Ее поупрашивали, поуговаривали, но, видя, что она безразлично смотрит в окно, председатель сгоряча сплюнул на пол:
— Так на кой черт пришла? Ты должна упрашивать, а не я!
Елизавета пошевелила губами и, к удивлению Марфы, двинулась на председателя. Тот опешил:
— Ну чего? Чего еще?
Елизавета приблизилась и как-то сипло, прямо в лицо председателю прошептала:
— Ты пошто орешь? Орешь-то? Ась?
Степаныч повел бровью и стал медленно багроветь:
— Ты мне душу по нитке не выматывай! Старая… Я тебе кто?
— Нихто! — быстро ответила Елизавета.
— Я тебе кто? — опять зачем-то багровея, спросил председатель. — Кто?
— Нихто! — ответила спокойно Елизавета.
Степаныч растерялся, посмотрел на учительницу. Та извинилась и вдруг ушла, хлопнув дверью. Марфа стояла, переминаясь у порога.
— Пойду я, — сказала Елизавета, печально глядя на председателя. — Пойду.
Тот молчал.
Елизавета поправила платок, обтерла ладонью рот и направилась к двери.
Вслед ей Степаныч заговорил:
— Ты уж не сердись. Погорячился я.
— Ой, да со всяким бувает! — улыбаясь, махнула рукой Елизавета. — Только ты пошто врешь-то?
— Как это? — Степаныч даже вытянул шею, и воротник рубашки туго обтянулся, врезался в тело.
— А тогда на собрании врал, врал, а пользы никакой. Да и сам знал, что врал, а остановиться не мог…
— Ты вот что, Елизавета Петровна… — Лицо председателя снова стало наливаться кровью. — Сколько лет я работаю, так еще никто, ни один человек не посмел мне худого сказать… — Он задохнулся и повел головою, как бы освобождая шею из тугого обруча воротничка.
— Так ведь кто посмеет?

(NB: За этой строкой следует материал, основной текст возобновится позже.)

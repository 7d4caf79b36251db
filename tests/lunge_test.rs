// ABOUTME: Integration tests for the lunge analyzer
// ABOUTME: Front leg selection, back-knee gating, lean direction, back thigh and stance metrics
//
// SPDX-License-Identifier: MIT OR Apache-2.0
// Copyright (c) 2025 Pierre Fitness Intelligence

#![allow(clippy::unwrap_used, clippy::expect_used, clippy::panic)]
#![allow(missing_docs)]

mod common;

use common::{flex_rep, limb_end, lunge_pose, phase_trace, place, run, DT};
use pierre_form_coach::intelligence::config::{AnalyzerSettings, LungeThresholds};
use pierre_form_coach::intelligence::exercises::LungeAnalyzer;
use pierre_form_coach::intelligence::{ExerciseAnalyzer, MetricValue};
use pierre_form_coach::pose::{LandmarkId, LandmarkSet, Point2, Side};

const FRONT_TOO_HIGH: &str = "Bend your front knee more";
const LEAN_FORWARD: &str = "Don't lean too far forward";
const LEAN_BACK: &str = "Don't lean back";
const BACK_THIGH: &str = "Point your back knee toward the floor";

const BOTTOM: f64 = 90.0;

fn analyzer() -> LungeAnalyzer {
    LungeAnalyzer::new(LungeThresholds::default(), &AnalyzerSettings::default())
}

fn back_knee(front: f64) -> f64 {
    (front + 10.0).min(175.0)
}

/// Left-front rep whose bottom frames come from `bottom`
fn rep_with_bottom<F>(bottom: F) -> Vec<LandmarkSet>
where
    F: Fn() -> LandmarkSet,
{
    flex_rep(170.0, BOTTOM)
        .iter()
        .map(|front| {
            if (front - BOTTOM).abs() < f64::EPSILON {
                bottom()
            } else {
                lunge_pose(*front, back_knee(*front))
            }
        })
        .collect()
}

/// Bottom pose with the torso tilted `lean` degrees, positive toward the front foot
fn leaning_bottom(lean: f64) -> LandmarkSet {
    let mut pose = lunge_pose(BOTTOM, back_knee(BOTTOM));
    let front = pose.get(LandmarkId::LeftAnkle).unwrap().point2();
    let back = pose.get(LandmarkId::RightAnkle).unwrap().point2();
    let tilt = (lean * (front.x - back.x).signum()).to_radians();
    let shoulder = Point2::new(0.3f64.mul_add(tilt.sin(), 0.5), 0.3f64.mul_add(-tilt.cos(), 0.5));
    for side in [Side::Left, Side::Right] {
        place(&mut pose, side.shoulder(), shoulder);
    }
    pose
}

/// Lunge pose with the back knee swung 45 degrees off vertical, knee angles unchanged
fn splayed_back_thigh(front: f64) -> LandmarkSet {
    let back = back_knee(front);
    let mut pose = lunge_pose(front, back);
    let hip = Point2::new(0.5, 0.5);
    let knee = Point2::new(0.3, 0.7);
    place(&mut pose, Side::Right.knee(), knee);
    place(&mut pose, Side::Right.ankle(), limb_end(knee, hip, back, 0.2));
    pose
}

#[test]
fn test_left_front_lunge_counts() {
    let mut lunge = analyzer();
    let frames: Vec<LandmarkSet> = flex_rep(170.0, 90.0)
        .iter()
        .map(|front| lunge_pose(*front, back_knee(*front)))
        .collect();
    let results = run(&mut lunge, frames, DT);

    assert_eq!(lunge.front_side(), Side::Left);
    assert_eq!(lunge.rep_count(), 1);
    assert_eq!(
        phase_trace(&results),
        ["idle", "start", "compressing", "hold", "releasing", "idle"]
    );
    let last = results.last().unwrap();
    assert_eq!(last.metrics.get("front_leg"), Some(&MetricValue::Label("left")));
    assert!((last.metric("front_depth_angle").unwrap() - 90.0).abs() < 1e-6);
    assert!((last.metric("back_depth_angle").unwrap() - 100.0).abs() < 1e-6);
}

#[test]
fn test_more_bent_leg_becomes_front() {
    let mut lunge = analyzer();
    let frames: Vec<LandmarkSet> = flex_rep(170.0, 90.0)
        .iter()
        .map(|front| lunge_pose(back_knee(*front), *front))
        .collect();
    run(&mut lunge, frames, DT);
    assert_eq!(lunge.front_side(), Side::Right);
    assert_eq!(lunge.rep_count(), 1);
}

#[test]
fn test_straight_back_leg_blocks_commit() {
    let mut lunge = analyzer();
    let frames: Vec<LandmarkSet> = flex_rep(170.0, 90.0)
        .iter()
        .map(|front| lunge_pose(*front, 175.0))
        .collect();
    let results = run(&mut lunge, frames, DT);
    assert!(results.iter().all(|result| result.phase != "compressing"));
    assert_eq!(lunge.rep_count(), 0);
}

#[test]
fn test_shallow_front_knee_is_flagged() {
    let mut lunge = analyzer();
    let frames: Vec<LandmarkSet> = flex_rep(170.0, 105.0)
        .iter()
        .map(|front| lunge_pose(*front, back_knee(*front)))
        .collect();
    run(&mut lunge, frames, DT);
    assert_eq!(lunge.rep_count(), 1);
    assert_eq!(lunge.core().feedback().occurrences(FRONT_TOO_HIGH), 1);
}

#[test]
fn test_steady_stance_keeps_full_stability() {
    let mut lunge = analyzer();
    let results = run(
        &mut lunge,
        (0..10).map(|_| lunge_pose(150.0, 160.0)),
        DT,
    );
    let stability = results.last().unwrap().metric("stance_stability").unwrap();
    assert!((stability - 1.0).abs() < 1e-9);
}

#[test]
fn test_forward_lean_is_judged_against_facing() {
    let mut lunge = analyzer();
    run(&mut lunge, rep_with_bottom(|| leaning_bottom(30.0)), DT);
    assert_eq!(lunge.rep_count(), 1);
    assert!(lunge.core().feedback().occurrences(LEAN_FORWARD) > 0);
    assert_eq!(lunge.core().feedback().occurrences(LEAN_BACK), 0);
}

#[test]
fn test_backward_lean_is_judged_against_facing() {
    let mut lunge = analyzer();
    run(&mut lunge, rep_with_bottom(|| leaning_bottom(-30.0)), DT);
    assert_eq!(lunge.rep_count(), 1);
    assert!(lunge.core().feedback().occurrences(LEAN_BACK) > 0);
    assert_eq!(lunge.core().feedback().occurrences(LEAN_FORWARD), 0);
}

#[test]
fn test_small_lean_is_tolerated() {
    let mut lunge = analyzer();
    run(&mut lunge, rep_with_bottom(|| leaning_bottom(15.0)), DT);
    assert_eq!(lunge.core().feedback().occurrences(LEAN_FORWARD), 0);
    assert_eq!(lunge.core().feedback().occurrences(LEAN_BACK), 0);
}

#[test]
fn test_splayed_back_thigh_is_flagged() {
    let mut lunge = analyzer();
    let frames: Vec<LandmarkSet> = flex_rep(170.0, BOTTOM)
        .iter()
        .map(|front| splayed_back_thigh(*front))
        .collect();
    run(&mut lunge, frames, DT);
    assert_eq!(lunge.front_side(), Side::Left);
    assert_eq!(lunge.rep_count(), 1);
    assert!(lunge.core().feedback().occurrences(BACK_THIGH) > 0);

    let mut upright = analyzer();
    let frames: Vec<LandmarkSet> = flex_rep(170.0, BOTTOM)
        .iter()
        .map(|front| lunge_pose(*front, back_knee(*front)))
        .collect();
    run(&mut upright, frames, DT);
    assert_eq!(upright.core().feedback().occurrences(BACK_THIGH), 0);
}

Ясно нихто… — как-то добродушно начала Елизавета и осеклась.
Марфа потянула ее за рукав к двери:
— Пойдем.
— Пойду, пожалуй, — заприхорашивалась Елизавета, — некогда мне… засиделась. Картошку окучивать надо, а я тут без дела сколь долго!
Степаныч как-то странно молчал, оглядывая Елизавету с головы до ног.
— До свиданьица, Никифор Степаныч! До свиданьица. Теперь в гости к нам бывайте.
Председатель так ничего и не ответил, и дверь за просительницами закрылась. Спускаясь с крылечка сельсовета, молчавшая до той поры Марфа накинулась на старуху:
— Это что с тобой такое-то? Ты чего раньше нам не сказала, что пенсии не хочешь? Накось, выкинула! Ведь всегда молчком молчит, только и добьешься от нее «да» да «нет», а тут… вдруг и понесла! Откуда чего и взялось? Что тебе, скипидаром… мазанули али что? Ведь для тебя же, бестолковой, старались. И Ольгу Семеновну опозорили, я уж ее упрашивала, она женщина добрая, со всей душой к тебе! А ты? Эх, бестолковая… Ведь как артистка! И закланялась, и платочек запоправляла, и юбку расщеперила. Тьфу! Да хоть бы все это с толком, так ведь на смех…
— Эк тебя прорвало! — страдальчески улыбнулась Елизавета, — словно отобрали у те што!
— Молчи давай! — выкрикнула Марфа и, безнадежно махнув рукой, отвернула к дежурке. Елизавета постояла, вздохнула и засеменила к своей избушке. Ее дожидалась неокученная картошка.
На следующий день все село знало о происшествии в сельсовете.